His recent writing has been published in The New York Times, The Wall Street Journal, and the Atlantic Monthly. In 2012, he published a Foreign Affairs essay on the future of China's currency. His books include The Man Who Knew (2016), More Money Than God (2010), and The World's Banker (2004).

Early life
Sebastian Mallaby was born in May 1964, the son of Sir Christopher Mallaby, who was Ambassador of the United Kingdom to Germany (1988–1993) and Ambassador of the United Kingdom to France (1993–1996), and Lady Pascale Mallaby. Sebastian was educated at Eton College, won an academic scholarship to Oxford University, and graduated in 1986 with a First Class degree in modern history. His interests include financial markets, the implications of the rise of newly emerging powers, and the intersection of economics and international relations.

Career
Mallaby worked at The Washington Post from 1999 to 2007 as a columnist and member of the editorial board. Prior to that he spent thirteen years with The Economist, in London, where he wrote about foreign policy and international finance. He also spent time in Africa, where he covered Nelson Mandela’s release and the collapse of apartheid; and in Japan, where he covered the breakdown of the country's political and economic consensus during the 90s.

Between 1997 and 1999 Mallaby was the Economist’s Washington bureau chief and wrote the magazine's weekly "Lexington" column on American politics and foreign policy. His 2002 Foreign Affairs essay "The Reluctant Imperialist" about failed states was cited by commentators in The New York Times, Financial Times, and Time magazine. Mallaby is a two-time Pulitzer Prize finalist: in 2005 for editorials on Darfur and in 2007 for a series on economic inequality in America.
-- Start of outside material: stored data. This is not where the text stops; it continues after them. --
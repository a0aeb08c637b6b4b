use std::collections::{BTreeMap, HashMap, HashSet};
use std::env;
use std::path::Path;
use std::str::FromStr;

use chrono::Duration;

use crate::error::{DiscoveryError, Result};
use crate::types::{ArtistId, Category};

/// Ratio thresholds for pattern-based remappers. Both are strict-greater.
#[derive(Debug, Clone, Copy, PartialEq)]
pub struct RatioThresholds {
    /// Required share of matching track names when the title itself matches.
    pub title_match: f64,
    /// Required share of matching track names when the title does not match.
    pub title_mismatch: f64,
}

#[derive(Debug, Clone, Copy, PartialEq)]
pub struct EpThresholds {
    pub min_tracks: usize,
    pub min_tracks_lesser: usize,
    /// Total runtime required when only `min_tracks_lesser` is met.
    pub min_duration_lesser: Duration,
}

/// Tunable policy values. Product decisions, not structural invariants.
#[derive(Debug, Clone, PartialEq)]
pub struct Policy {
    /// How long an empty artist cache waits before re-fetching followed artists.
    pub artist_cache_ttl: Duration,
    /// Age after which a "new" marker is considered read.
    pub notifier_timeout: Duration,
    /// How many recently added collection items are inspected when clearing markers.
    pub recent_items_limit: u32,
    pub remix: RatioThresholds,
    pub live: RatioThresholds,
    pub ep: EpThresholds,
}

impl Default for Policy {
    fn default() -> Self {
        Self {
            artist_cache_ttl: Duration::hours(24),
            notifier_timeout: Duration::days(31),
            recent_items_limit: 50,
            remix: RatioThresholds {
                title_match: 0.2,
                title_mismatch: 0.65,
            },
            live: RatioThresholds {
                title_match: 0.5,
                title_mismatch: 0.65,
            },
            ep: EpThresholds {
                min_tracks: 5,
                min_tracks_lesser: 3,
                min_duration_lesser: Duration::minutes(20),
            },
        }
    }
}

/// Application configuration loaded from environment variables.
#[derive(Debug, Clone)]
pub struct Config {
    // Remote catalog
    pub spotify_access_token: String,

    // Durable cache
    pub database_url: String,

    // Target collections. Categories without an entry are disabled.
    pub collection_ids: BTreeMap<Category, String>,
    pub blacklist: HashMap<ArtistId, HashSet<Category>>,

    // Crawl behaviour
    pub max_concurrency: usize,
    pub crawl_interval_secs: u64,
    pub notifier_interval_secs: u64,
    pub lookback_days: Option<u32>,
    pub keep_source_copy: bool,
    pub markers_enabled: bool,

    // Reporting
    pub relay_url: Option<String>,

    pub policy: Policy,
}

impl Default for Config {
    fn default() -> Self {
        Self {
            spotify_access_token: String::new(),
            database_url: String::new(),
            collection_ids: BTreeMap::new(),
            blacklist: HashMap::new(),
            max_concurrency: 10,
            crawl_interval_secs: 30 * 60,
            notifier_interval_secs: 60,
            lookback_days: None,
            keep_source_copy: false,
            markers_enabled: true,
            relay_url: None,
            policy: Policy::default(),
        }
    }
}

impl Config {
    /// Load configuration from environment variables.
    pub fn from_env() -> Result<Self> {
        let defaults = Self::default();

        let mut collection_ids = BTreeMap::new();
        for category in Category::ALL {
            let key = format!("PLAYLIST_{}", category.env_key());
            if let Some(id) = optional_env(&key) {
                collection_ids.insert(category, id);
            }
        }

        let blacklist = match optional_env("ARTIST_BLACKLIST_FILE") {
            Some(path) => load_blacklist(Path::new(&path))?,
            None => HashMap::new(),
        };

        let mut policy = Policy::default();
        if let Some(hours) = parse_env::<i64>("ARTIST_CACHE_TTL_HOURS")? {
            policy.artist_cache_ttl = Duration::hours(hours);
        }
        if let Some(days) = parse_env::<i64>("NOTIFIER_TIMEOUT_DAYS")? {
            policy.notifier_timeout = Duration::days(days);
        }

        let config = Self {
            spotify_access_token: required_env("SPOTIFY_ACCESS_TOKEN")?,
            database_url: required_env("DATABASE_URL")?,
            collection_ids,
            blacklist,
            max_concurrency: parse_env("MAX_CONCURRENCY")?.unwrap_or(defaults.max_concurrency),
            crawl_interval_secs: parse_env("CRAWL_INTERVAL_SECS")?
                .unwrap_or(defaults.crawl_interval_secs),
            notifier_interval_secs: parse_env("NOTIFIER_INTERVAL_SECS")?
                .unwrap_or(defaults.notifier_interval_secs),
            lookback_days: parse_env("LOOKBACK_DAYS")?,
            keep_source_copy: parse_env("KEEP_SOURCE_COPY")?.unwrap_or(defaults.keep_source_copy),
            markers_enabled: parse_env("MARKERS_ENABLED")?.unwrap_or(defaults.markers_enabled),
            relay_url: optional_env("RELAY_URL"),
            policy,
        };

        if config.max_concurrency == 0 {
            return Err(DiscoveryError::Config(
                "MAX_CONCURRENCY must be at least 1".to_string(),
            ));
        }

        Ok(config)
    }

    /// Log the loaded configuration without leaking secrets.
    pub fn log_redacted(&self) {
        tracing::info!("Config loaded:");
        tracing::info!("  SPOTIFY_ACCESS_TOKEN: {}", preview(&self.spotify_access_token));
        tracing::info!("  DATABASE_URL: {}", preview(&self.database_url));
        for category in Category::ALL {
            match self.collection_ids.get(&category) {
                Some(id) => tracing::info!("  PLAYLIST_{}: {}", category.env_key(), id),
                None => tracing::warn!("  PLAYLIST_{}: <disabled>", category.env_key()),
            }
        }
        tracing::info!(
            max_concurrency = self.max_concurrency,
            crawl_interval_secs = self.crawl_interval_secs,
            notifier_interval_secs = self.notifier_interval_secs,
            lookback_days = ?self.lookback_days,
            keep_source_copy = self.keep_source_copy,
            markers_enabled = self.markers_enabled,
            blacklisted_artists = self.blacklist.len(),
            relay = self.relay_url.is_some(),
            "Crawl settings"
        );
    }
}

/// First few characters of a secret plus its length, safe to log.
fn preview(val: &str) -> String {
    let head: String = val.chars().take(5).collect();
    format!("{head}...({} chars)", val.chars().count())
}

/// Parse a JSON blacklist of the form `{"<artist id>": ["single", "appears_on"]}`.
pub fn load_blacklist(path: &Path) -> Result<HashMap<ArtistId, HashSet<Category>>> {
    let raw = std::fs::read_to_string(path).map_err(|e| {
        DiscoveryError::Config(format!("Failed to read blacklist {}: {e}", path.display()))
    })?;
    parse_blacklist(&raw)
        .map_err(|e| DiscoveryError::Config(format!("Invalid blacklist {}: {e}", path.display())))
}

pub fn parse_blacklist(raw: &str) -> serde_json::Result<HashMap<ArtistId, HashSet<Category>>> {
    serde_json::from_str(raw)
}

fn required_env(key: &str) -> Result<String> {
    optional_env(key)
        .ok_or_else(|| DiscoveryError::Config(format!("{key} environment variable is required")))
}

fn optional_env(key: &str) -> Option<String> {
    env::var(key)
        .ok()
        .map(|v| v.trim().to_string())
        .filter(|v| !v.is_empty())
}

fn parse_env<T: FromStr>(key: &str) -> Result<Option<T>> {
    match optional_env(key) {
        Some(raw) => raw
            .parse()
            .map(Some)
            .map_err(|_| DiscoveryError::Config(format!("{key} has an invalid value: {raw}"))),
        None => Ok(None),
    }
}
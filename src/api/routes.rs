use axum::body::Bytes;
use axum::extract::{Extension, Query};
use axum::http::{header, StatusCode};
use axum::response::{IntoResponse, Response};
use serde_json::json;

use crate::handler::outcome::{INVALID_METHOD, NOT_FOUND, SERVER_UP};
use crate::handler::{Outcome, ProductHandler};

/// Raw query pairs, in request order.
pub type QueryPairs = Query<Vec<(String, String)>>;

impl IntoResponse for Outcome {
    fn into_response(self) -> Response {
        if self.is_error() {
            tracing::debug!(outcome = ?self, "Answering with an error");
        }
        match self {
            Outcome::Ok(body) => json_response(StatusCode::OK, body),
            Outcome::Created(message) => message_response(StatusCode::CREATED, message),
            Outcome::NotFound => message_response(StatusCode::OK, NOT_FOUND),
            Outcome::BadRequest(reason) => message_response(StatusCode::BAD_REQUEST, reason),
            Outcome::InternalError(reason) => {
                message_response(StatusCode::INTERNAL_SERVER_ERROR, reason)
            }
        }
    }
}

fn json_response(status: StatusCode, body: Vec<u8>) -> Response {
    (status, [(header::CONTENT_TYPE, "application/json")], body).into_response()
}

fn message_response(status: StatusCode, message: &str) -> Response {
    json_response(status, json!({ "message": message }).to_string().into_bytes())
}

/// First `id` value in the query string. A present but empty `id` counts.
fn first_id(Query(pairs): QueryPairs) -> Option<String> {
    pairs
        .into_iter()
        .find(|(key, _)| key == "id")
        .map(|(_, value)| value)
}

pub async fn server_up() -> Response {
    message_response(StatusCode::OK, SERVER_UP)
}

pub async fn invalid_method() -> Response {
    message_response(StatusCode::METHOD_NOT_ALLOWED, INVALID_METHOD)
}

pub async fn list_products(Extension(handler): Extension<ProductHandler>) -> Outcome {
    handler.list().await
}

pub async fn get_product(
    Extension(handler): Extension<ProductHandler>,
    query: QueryPairs,
) -> Outcome {
    handler.get(first_id(query)).await
}

pub async fn add_product(Extension(handler): Extension<ProductHandler>, body: Bytes) -> Outcome {
    handler.create(&body).await
}

pub async fn update_product(
    Extension(handler): Extension<ProductHandler>,
    query: QueryPairs,
    body: Bytes,
) -> Outcome {
    handler.update(first_id(query), &body).await
}

pub async fn delete_product(
    Extension(handler): Extension<ProductHandler>,
    query: QueryPairs,
) -> Outcome {
    handler.delete(first_id(query)).await
}
//! # Generic Messages
//!
//! The message types exchanged between [`ResourceClient`](crate::framework::ResourceClient)
//! and [`ResourceActor`](crate::framework::ResourceActor).

use crate::framework::entity::ActorEntity;
use crate::framework::error::FrameworkError;
use tokio::sync::oneshot;

/// Type alias for the one-shot response channel used by actors.
pub type Response<T> = oneshot::Sender<Result<T, FrameworkError>>;

/// Request sent to the actor's mailbox.
///
/// Each variant is one atomic store operation. The actor handles exactly one
/// request at a time, so no caller can observe a write halfway applied.
///
/// - **List**: point-in-time snapshot of every record.
/// - **Get**: the record stored under `id`, or `None`.
/// - **Put**: insert or overwrite in full; answers with the replaced record, if any.
/// - **Update**: check-and-replace under one key; `None` when the key is absent.
/// - **Delete**: remove and return the record; `None` when the key is absent.
#[derive(Debug)]
pub enum ResourceRequest<T: ActorEntity> {
    List {
        respond_to: Response<Vec<T>>,
    },
    Get {
        id: T::Id,
        respond_to: Response<Option<T>>,
    },
    Put {
        item: T,
        respond_to: Response<Option<T>>,
    },
    Update {
        id: T::Id,
        update: T::Update,
        respond_to: Response<Option<T>>,
    },
    Delete {
        id: T::Id,
        respond_to: Response<Option<T>>,
    },
}
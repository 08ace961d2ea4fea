//! Runtime orchestration and lifecycle management.
//!
//! - **Actor lifecycle management**: starting and shutting down the store actor
//! - **Configuration**: command-line options for the server binary
//! - **Observability setup**: initializing tracing and logging
//!
//! # Main Components
//!
//! - [`ProductSystem`] - Owns the running store actor and its client
//! - [`Config`] - Bind address, mailbox size, demo seeding
//! - [`setup_tracing`] - Initializes the tracing/logging infrastructure

pub mod config;
pub mod product_system;
pub mod tracing;

pub use self::config::Config;
pub use self::product_system::{ProductSystem, SystemError};
pub use self::tracing::setup_tracing;
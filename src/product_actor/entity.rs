//! Entity trait implementation for the Product domain type.
//!
//! Both hooks enforce a non-negative `quantity`. The store rejects the write
//! and keeps its previous state when the check fails.

use super::error::ProductError;
use crate::framework::ActorEntity;
use crate::model::{Product, ProductUpdate};

fn check_quantity(quantity: i64) -> Result<(), ProductError> {
    if quantity < 0 {
        return Err(ProductError::InvalidQuantity(quantity));
    }
    Ok(())
}

impl ActorEntity for Product {
    type Id = String;
    type Update = ProductUpdate;
    type Error = ProductError;

    fn id(&self) -> &String {
        &self.id
    }

    fn on_put(&self) -> Result<(), ProductError> {
        check_quantity(self.quantity)
    }

    /// Replaces `name` and `quantity`; the id never changes.
    fn on_update(&mut self, update: ProductUpdate) -> Result<(), ProductError> {
        check_quantity(update.quantity)?;
        self.name = update.name;
        self.quantity = update.quantity;
        Ok(())
    }
}
//! # Generic Client
//!
//! This module defines the generic client for communicating with actors.

use crate::framework::entity::ActorEntity;
use crate::framework::error::FrameworkError;
use crate::framework::message::{Response, ResourceRequest};
use tokio::sync::{mpsc, oneshot};

/// A type-safe client for interacting with a `ResourceActor`.
///
/// The client holds only the sending half of the mailbox, so cloning it is cheap
/// and every request handler can own one. Each call enqueues one request and
/// awaits the reply on a fresh oneshot channel.
pub struct ResourceClient<T: ActorEntity> {
    sender: mpsc::Sender<ResourceRequest<T>>,
}

// Derived `Clone` would demand `T: Clone` on the sender's behalf.
impl<T: ActorEntity> Clone for ResourceClient<T> {
    fn clone(&self) -> Self {
        Self {
            sender: self.sender.clone(),
        }
    }
}

impl<T: ActorEntity> ResourceClient<T> {
    pub fn new(sender: mpsc::Sender<ResourceRequest<T>>) -> Self {
        Self { sender }
    }

    pub async fn list(&self) -> Result<Vec<T>, FrameworkError> {
        self.request(|respond_to| ResourceRequest::List { respond_to })
            .await
    }

    pub async fn get(&self, id: T::Id) -> Result<Option<T>, FrameworkError> {
        self.request(|respond_to| ResourceRequest::Get { id, respond_to })
            .await
    }

    /// Stores `item` under its own key, returning the record it replaced.
    pub async fn put(&self, item: T) -> Result<Option<T>, FrameworkError> {
        self.request(|respond_to| ResourceRequest::Put { item, respond_to })
            .await
    }

    pub async fn update(&self, id: T::Id, update: T::Update) -> Result<Option<T>, FrameworkError> {
        self.request(|respond_to| ResourceRequest::Update {
            id,
            update,
            respond_to,
        })
        .await
    }

    pub async fn delete(&self, id: T::Id) -> Result<Option<T>, FrameworkError> {
        self.request(|respond_to| ResourceRequest::Delete { id, respond_to })
            .await
    }

    async fn request<R>(
        &self,
        build: impl FnOnce(Response<R>) -> ResourceRequest<T>,
    ) -> Result<R, FrameworkError> {
        let (respond_to, response) = oneshot::channel();
        self.sender
            .send(build(respond_to))
            .await
            .map_err(|_| FrameworkError::ActorClosed)?;
        response.await.map_err(|_| FrameworkError::ActorDropped)?
    }
}
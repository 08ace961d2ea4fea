//! # Generic Actor Server
//!
//! This module defines the `ResourceActor`, the component that owns the record map
//! and processes store requests sequentially, guaranteeing exclusive access to it.

use crate::framework::client::ResourceClient;
use crate::framework::entity::ActorEntity;
use crate::framework::error::FrameworkError;
use crate::framework::message::ResourceRequest;
use std::collections::HashMap;
use tokio::sync::mpsc;
use tracing::{debug, info, warn};

/// The generic actor that owns a collection of records.
///
/// # Architecture Note
/// This struct is the "Server" half of the actor. It owns the state (`store`) and
/// the receiver end of the mailbox.
///
/// **Concurrency Model**:
/// Any number of clients may send requests at once, but the actor pulls them off
/// the mailbox one at a time and runs each to completion before looking at the
/// next. Every operation is therefore atomic with respect to every other one,
/// and writers to the same key are applied in mailbox order. No `Mutex` or
/// `RwLock` is needed for `store`: the task owns it exclusively.
///
/// # Usage Pattern
///
/// 1.  **Create**: Call `ResourceActor::new()` to get the `actor` (server) and `client` (interface).
/// 2.  **Run**: Spawn the actor's run loop in a background task.
/// 3.  **Use**: Clone the client into every task that needs the store.
///
/// ```rust
/// use product_store::framework::{ActorEntity, ResourceActor};
///
/// #[derive(Clone, Debug)]
/// struct Note { id: u32, text: String }
///
/// #[derive(Debug, thiserror::Error)]
/// #[error("note error")]
/// struct NoteError;
///
/// impl ActorEntity for Note {
///     type Id = u32;
///     type Update = String;
///     type Error = NoteError;
///
///     fn id(&self) -> &u32 { &self.id }
///     fn on_update(&mut self, text: String) -> Result<(), NoteError> {
///         self.text = text;
///         Ok(())
///     }
/// }
///
/// #[tokio::main]
/// async fn main() {
///     let (actor, client) = ResourceActor::<Note>::new(10);
///     tokio::spawn(actor.run());
///
///     client.put(Note { id: 1, text: "hello".into() }).await.unwrap();
///     let note = client.get(1).await.unwrap().unwrap();
///     assert_eq!(note.text, "hello");
/// }
/// ```
pub struct ResourceActor<T: ActorEntity> {
    receiver: mpsc::Receiver<ResourceRequest<T>>,
    store: HashMap<T::Id, T>,
}

impl<T: ActorEntity> ResourceActor<T> {
    /// Creates a new `ResourceActor` and its associated `ResourceClient`.
    ///
    /// # Arguments
    ///
    /// * `buffer_size` - The capacity of the mailbox. If the mailbox is full,
    ///   calls to the client wait until there is space. Must be at least 1.
    pub fn new(buffer_size: usize) -> (Self, ResourceClient<T>) {
        let (sender, receiver) = mpsc::channel(buffer_size);
        let actor = Self {
            receiver,
            store: HashMap::new(),
        };
        let client = ResourceClient::new(sender);
        (actor, client)
    }

    /// Runs the actor's event loop, processing messages until every client is dropped.
    pub async fn run(mut self) {
        // Extract just the type name (e.g., "Product" instead of "product_store::model::product::Product")
        let entity_type = std::any::type_name::<T>()
            .split("::")
            .last()
            .unwrap_or("Unknown");
        info!(entity_type, "Actor started");

        while let Some(msg) = self.receiver.recv().await {
            match msg {
                ResourceRequest::List { respond_to } => {
                    let items: Vec<T> = self.store.values().cloned().collect();
                    debug!(entity_type, count = items.len(), "List");
                    let _ = respond_to.send(Ok(items));
                }
                ResourceRequest::Get { id, respond_to } => {
                    let item = self.store.get(&id).cloned();
                    let found = item.is_some();
                    debug!(entity_type, %id, found, "Get");
                    let _ = respond_to.send(Ok(item));
                }
                ResourceRequest::Put { item, respond_to } => {
                    let id = item.id().clone();
                    debug!(entity_type, %id, "Put");
                    if let Err(e) = item.on_put() {
                        warn!(entity_type, %id, error = %e, "Put rejected");
                        let _ = respond_to.send(Err(FrameworkError::EntityError(Box::new(e))));
                        continue;
                    }
                    let previous = self.store.insert(id.clone(), item);
                    info!(
                        entity_type,
                        %id,
                        replaced = previous.is_some(),
                        size = self.store.len(),
                        "Stored"
                    );
                    let _ = respond_to.send(Ok(previous));
                }
                ResourceRequest::Update {
                    id,
                    update,
                    respond_to,
                } => {
                    debug!(entity_type, %id, ?update, "Update");
                    let Some(item) = self.store.get_mut(&id) else {
                        debug!(entity_type, %id, "Not found");
                        let _ = respond_to.send(Ok(None));
                        continue;
                    };
                    let mut next = item.clone();
                    if let Err(e) = next.on_update(update) {
                        warn!(entity_type, %id, error = %e, "Update rejected");
                        let _ = respond_to.send(Err(FrameworkError::EntityError(Box::new(e))));
                        continue;
                    }
                    *item = next.clone();
                    info!(entity_type, %id, "Updated");
                    let _ = respond_to.send(Ok(Some(next)));
                }
                ResourceRequest::Delete { id, respond_to } => {
                    debug!(entity_type, %id, "Delete");
                    let removed = self.store.remove(&id);
                    if removed.is_some() {
                        info!(entity_type, %id, size = self.store.len(), "Deleted");
                    } else {
                        debug!(entity_type, %id, "Not found");
                    }
                    let _ = respond_to.send(Ok(removed));
                }
            }
        }

        info!(entity_type, size = self.store.len(), "Shutdown");
    }
}

#[cfg(test)]
mod tests {
    use super::*;

    #[derive(Clone, Debug, PartialEq)]
    struct Counter {
        id: u32,
        label: String,
        value: i64,
    }

    #[derive(Debug)]
    struct CounterUpdate {
        label: String,
        value: i64,
    }

    #[derive(Debug, thiserror::Error)]
    #[error("negative value: {0}")]
    struct NegativeValue(i64);

    impl ActorEntity for Counter {
        type Id = u32;
        type Update = CounterUpdate;
        type Error = NegativeValue;

        fn id(&self) -> &u32 {
            &self.id
        }

        fn on_put(&self) -> Result<(), NegativeValue> {
            if self.value < 0 {
                return Err(NegativeValue(self.value));
            }
            Ok(())
        }

        // Assigns the label before validating so the scratch-copy commit is exercised.
        fn on_update(&mut self, update: CounterUpdate) -> Result<(), NegativeValue> {
            self.label = update.label;
            if update.value < 0 {
                return Err(NegativeValue(update.value));
            }
            self.value = update.value;
            Ok(())
        }
    }

    fn counter(id: u32, label: &str, value: i64) -> Counter {
        Counter {
            id,
            label: label.to_string(),
            value,
        }
    }

    #[tokio::test]
    async fn test_resource_actor_crud() {
        let (actor, client) = ResourceActor::<Counter>::new(10);
        tokio::spawn(actor.run());

        // 1. Put
        let replaced = client.put(counter(1, "a", 1)).await.unwrap();
        assert!(replaced.is_none());

        // 2. Get
        let fetched = client.get(1).await.unwrap();
        assert_eq!(fetched, Some(counter(1, "a", 1)));

        // 3. Update
        let updated = client
            .update(
                1,
                CounterUpdate {
                    label: "b".into(),
                    value: 2,
                },
            )
            .await
            .unwrap();
        assert_eq!(updated, Some(counter(1, "b", 2)));

        // 4. Delete
        let removed = client.delete(1).await.unwrap();
        assert_eq!(removed, Some(counter(1, "b", 2)));
        assert!(client.get(1).await.unwrap().is_none());
    }

    #[tokio::test]
    async fn test_put_overwrites_in_full() {
        let (actor, client) = ResourceActor::<Counter>::new(10);
        tokio::spawn(actor.run());

        client.put(counter(7, "first", 1)).await.unwrap();
        let replaced = client.put(counter(7, "second", 9)).await.unwrap();

        assert_eq!(replaced, Some(counter(7, "first", 1)));
        assert_eq!(client.list().await.unwrap(), vec![counter(7, "second", 9)]);
    }

    #[tokio::test]
    async fn test_absent_key_is_not_an_error() {
        let (actor, client) = ResourceActor::<Counter>::new(10);
        tokio::spawn(actor.run());

        assert!(client.get(42).await.unwrap().is_none());
        assert!(client.delete(42).await.unwrap().is_none());
        let updated = client
            .update(
                42,
                CounterUpdate {
                    label: "x".into(),
                    value: 1,
                },
            )
            .await
            .unwrap();
        assert!(updated.is_none());
        assert!(client.list().await.unwrap().is_empty());
    }

    #[tokio::test]
    async fn test_rejected_update_leaves_record_untouched() {
        let (actor, client) = ResourceActor::<Counter>::new(10);
        tokio::spawn(actor.run());

        client.put(counter(1, "kept", 5)).await.unwrap();
        let result = client
            .update(
                1,
                CounterUpdate {
                    label: "lost".into(),
                    value: -1,
                },
            )
            .await;

        assert!(matches!(result, Err(FrameworkError::EntityError(_))));
        assert_eq!(client.get(1).await.unwrap(), Some(counter(1, "kept", 5)));
    }

    #[tokio::test]
    async fn test_rejected_put_is_not_stored() {
        let (actor, client) = ResourceActor::<Counter>::new(10);
        tokio::spawn(actor.run());

        let result = client.put(counter(3, "bad", -4)).await;

        assert!(matches!(result, Err(FrameworkError::EntityError(_))));
        assert!(client.get(3).await.unwrap().is_none());
    }

    #[tokio::test]
    async fn test_client_fails_after_actor_stops() {
        let (actor, client) = ResourceActor::<Counter>::new(1);
        drop(actor);

        let result = client.get(1).await;
        assert!(matches!(result, Err(FrameworkError::ActorClosed)));
    }
}
//! Per-operation validation and dispatch.
//!
//! Each [`ProductHandler`] method takes the raw inputs of one request, validates
//! them, makes exactly one store call, and turns the result into an [`Outcome`].
//! The handler keeps no state between requests; everything lives in the store.

pub mod outcome;

pub use outcome::Outcome;

use crate::clients::{ActorClient, ProductClient};
use crate::model::{Product, ProductUpdate};
use crate::product_actor::ProductError;
use outcome::{
    CREATED, MISSING_ID, NEGATIVE_QUANTITY, PARSE_DATA_ERROR, PARSE_PRODUCT_ERROR,
    STORE_UNAVAILABLE,
};
use tracing::{debug, error, instrument, warn};

/// Maps the five product operations onto store calls.
#[derive(Clone)]
pub struct ProductHandler {
    client: ProductClient,
}

impl ProductHandler {
    pub fn new(client: ProductClient) -> Self {
        Self { client }
    }

    /// Every stored product.
    #[instrument(name = "list", skip(self))]
    pub async fn list(&self) -> Outcome {
        match self.client.list().await {
            Ok(products) => Outcome::encode(&products, PARSE_DATA_ERROR),
            Err(e) => store_failure(e),
        }
    }

    /// The product stored under `id`.
    #[instrument(name = "get", skip(self))]
    pub async fn get(&self, id: Option<String>) -> Outcome {
        let Some(id) = id else {
            return missing_id();
        };
        match self.client.get(id).await {
            Ok(Some(product)) => Outcome::encode(&product, PARSE_DATA_ERROR),
            Ok(None) => Outcome::NotFound,
            Err(e) => store_failure(e),
        }
    }

    /// Stores the product encoded in `body`, replacing any product with the same id.
    #[instrument(name = "create", skip(self, body))]
    pub async fn create(&self, body: &[u8]) -> Outcome {
        let product: Product = match serde_json::from_slice(body) {
            Ok(product) => product,
            Err(e) => {
                warn!(error = %e, "Malformed product payload");
                return Outcome::InternalError(PARSE_DATA_ERROR);
            }
        };
        match self.client.create_product(product).await {
            Ok(_) => Outcome::Created(CREATED),
            Err(e) => store_failure(e),
        }
    }

    /// Replaces `name` and `quantity` of the product stored under `id`.
    ///
    /// The existence check and the write happen inside the store as one step. An
    /// unknown id is reported as not found even when the payload is malformed.
    #[instrument(name = "update", skip(self, body))]
    pub async fn update(&self, id: Option<String>, body: &[u8]) -> Outcome {
        let Some(id) = id else {
            return missing_id();
        };
        let update: ProductUpdate = match serde_json::from_slice(body) {
            Ok(update) => update,
            Err(e) => {
                warn!(error = %e, "Malformed update payload");
                return match self.client.get(id).await {
                    Ok(Some(_)) => Outcome::InternalError(PARSE_PRODUCT_ERROR),
                    Ok(None) => Outcome::NotFound,
                    Err(e) => store_failure(e),
                };
            }
        };
        match self.client.update_product(id, update).await {
            Ok(Some(product)) => Outcome::encode(&product, PARSE_PRODUCT_ERROR),
            Ok(None) => Outcome::NotFound,
            Err(e) => store_failure(e),
        }
    }

    /// Removes the product stored under `id` and returns it.
    #[instrument(name = "delete", skip(self))]
    pub async fn delete(&self, id: Option<String>) -> Outcome {
        let Some(id) = id else {
            return missing_id();
        };
        match self.client.delete(id).await {
            Ok(Some(product)) => Outcome::encode(&product, PARSE_DATA_ERROR),
            Ok(None) => Outcome::NotFound,
            Err(e) => store_failure(e),
        }
    }
}

fn missing_id() -> Outcome {
    debug!("Rejected: no id");
    Outcome::BadRequest(MISSING_ID)
}

fn store_failure(e: ProductError) -> Outcome {
    match e {
        ProductError::InvalidQuantity(quantity) => {
            warn!(quantity, "Rejected: negative quantity");
            Outcome::BadRequest(NEGATIVE_QUANTITY)
        }
        ProductError::ActorCommunicationError(msg) => {
            error!(error = %msg, "Store unavailable");
            Outcome::InternalError(STORE_UNAVAILABLE)
        }
    }
}
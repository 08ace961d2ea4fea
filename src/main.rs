use anyhow::Context;
use clap::Parser;
use product_store::api;
use product_store::handler::ProductHandler;
use product_store::lifecycle::{setup_tracing, Config, ProductSystem};
use tracing::{info, warn};

#[tokio::main]
async fn main() -> anyhow::Result<()> {
    setup_tracing();

    let config = Config::parse();
    info!(bind = %config.bind, mailbox_size = config.mailbox_size, "Starting product store");

    let system = ProductSystem::new(config.mailbox_size());
    if config.seed_demo_data {
        system.seed_demo_data().await?;
    }

    let app = api::router(ProductHandler::new(system.product_client.clone()));

    let listener = tokio::net::TcpListener::bind(config.bind)
        .await
        .with_context(|| format!("failed to bind {}", config.bind))?;
    info!(addr = %listener.local_addr()?, "Listening");

    axum::serve(listener, app)
        .with_graceful_shutdown(shutdown_signal())
        .await
        .context("server error")?;

    system.shutdown().await?;
    Ok(())
}

async fn shutdown_signal() {
    if let Err(e) = tokio::signal::ctrl_c().await {
        warn!(error = %e, "Failed to listen for ctrl-c");
        std::future::pending::<()>().await;
    }
    info!("Shutdown signal received");
}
He wrote a long read for The Guardian on 'the cult of the expert - and how it collapsed'.

Books
Mallaby's books include After Apartheid (1992), which was a New York Times Notable Book. The World's Banker (2004) is a portrait of the World Bank under James Wolfensohn.  An essay in the Financial Times said of The World's Banker, "Mallaby's book may well be the most hilarious depiction of a big organization and its controversial boss since Michael Lewis's Liar's Poker."

Mallaby published a history of the hedge-fund industry in More Money Than God: Hedge Funds and the Making of a New Elite (2010). Washington Post columnist Steve Pearlstein called it "the definitive history of the hedge fund industry, a compelling narrative full of larger-than-life characters and dramatic tales of their financial triumphs and reversals." It was the recipient of the 2011 Gerald Loeb Award, a finalist in the 2010 Financial Times and Goldman Sachs Business Book of the Year Award, and a 2010 New York Times bestseller.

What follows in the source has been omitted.